I think I know where is problem, I took phonemes.txt for siwis-glow_tts from kathleen-glow_tts and more words are sound correctly. Please check it.

@synesthesiam
Copy link
Contributor

It seems related to surrounding words. If you have it say "la table" or "le banc", then the "t" and "b" sounds come through. I'm not sure about "rez-de-chaussée", though. If I modify the lexicon to have the pronunciation "ʁ e d d ʃ o s e", then I hear the "d" sound.

@alt131
Copy link
Author

alt131 commented Apr 12, 2021

I don't think the surrounding words should affect on pronunciation if there is a pause between words.
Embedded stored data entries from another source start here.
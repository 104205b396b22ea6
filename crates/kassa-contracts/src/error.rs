//! Runtime error types for the kassa ledger.
//!
//! All fallible operations return `KassaResult<T>`. Variants carry enough
//! context to produce actionable log lines and precise rejections — a
//! rejected transition names both the current status and the attempted
//! action.

use thiserror::Error;

use crate::transaction::TransactionStatus;

/// The unified error type for the kassa POS ledger.
#[derive(Debug, Error)]
pub enum KassaError {
    /// The requested action is illegal from the transaction's current
    /// status. Rejected locally, never retried automatically.
    #[error("invalid transition: '{action}' is not legal from status '{from}'")]
    InvalidTransition {
        from: TransactionStatus,
        action: String,
    },

    /// An attempted mutation or deletion of an existing audit entry.
    ///
    /// Always a programmer error — it means something bypassed the
    /// append-only contract. Surfaced loudly, never swallowed.
    #[error("immutability violation: audit entry '{entry_id}' cannot be modified or deleted")]
    ImmutabilityViolation { entry_id: String },

    /// Chain verification found a hash mismatch or broken link.
    ///
    /// A compliance incident, not an operational error: it implies tamper
    /// or a bug, and is never auto-repaired.
    #[error("audit chain integrity broken at entry index {broken_at}")]
    ChainIntegrityError { broken_at: usize },

    /// An optimistic-write precondition failed: someone else updated the
    /// resource first. Recovered by re-reading and retrying, bounded by the
    /// configured retry count.
    #[error("concurrent modification of {resource}")]
    ConcurrencyConflict { resource: String },

    /// Storage-layer I/O failure. The operation must be treated as
    /// not-completed — no partial audit or ledger state remains.
    #[error("persistence failure: {reason}")]
    PersistenceError { reason: String },

    /// A payload could not be canonicalized for hashing. Never expected for
    /// payloads that passed upstream validation; treat as a fatal
    /// integrity-layer bug.
    #[error("payload canonicalization failed: {reason}")]
    EncodingError { reason: String },

    /// No record with the given id exists.
    #[error("no record found for id '{id}'")]
    NotFound { id: String },

    /// A refund amount above the transaction's original price.
    #[error("refund of {amount_cents} cents exceeds original price of {price_cents} cents")]
    RefundExceedsPrice { amount_cents: u64, price_cents: u64 },

    /// A receipt or invoice number was already stamped on the transaction.
    #[error("{document} already issued with number {number}")]
    AlreadyIssued { document: String, number: u64 },

    /// A required configuration value is missing or invalid.
    #[error("configuration error: {reason}")]
    ConfigError { reason: String },

    /// The payment provider could not report a status.
    #[error("payment provider error: {reason}")]
    ProviderError { reason: String },

    /// The fiscalization (TSE) device rejected or failed a call.
    #[error("fiscalization failed: {reason}")]
    FiscalizationFailed { reason: String },
}

/// Convenience alias used throughout the kassa crates.
pub type KassaResult<T> = Result<T, KassaError>;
I think it's some global bug in neural network training algorithm if we say about "table" or "banc".
About the word "rez-de-chaussée". There are not much words with hyphen in the French language but there are a lot of phrases like "qu'est-ce que c'est", "Y a-t-il", "êtes-vous?", "sont-ils?"etc
And if you just double 'd' it solved that problem but you can get problems in some other phrases.

@synesthesiam
Copy link
Contributor

This might be partially related to #7

Without doing between-word stuff like liasons explicitly in gruut, the model is forced to figure out how to blend across word boundaries (#). I may need some help from a native speaker to understand what needs to really be done here.

@alt131
Copy link
Author

alt131 commented Apr 12, 2021

I don't agree here. I think the liason can be fixed in gruut but this issue didn't have relation with gruut because gruut gave the right pronunciation for all my examples.

@ddavout
Copy link

ddavout commented May 19, 2021

I don't agree on the "fact" that There are not much words with hyphen and as it's a way used to create new words, they should not be neglected..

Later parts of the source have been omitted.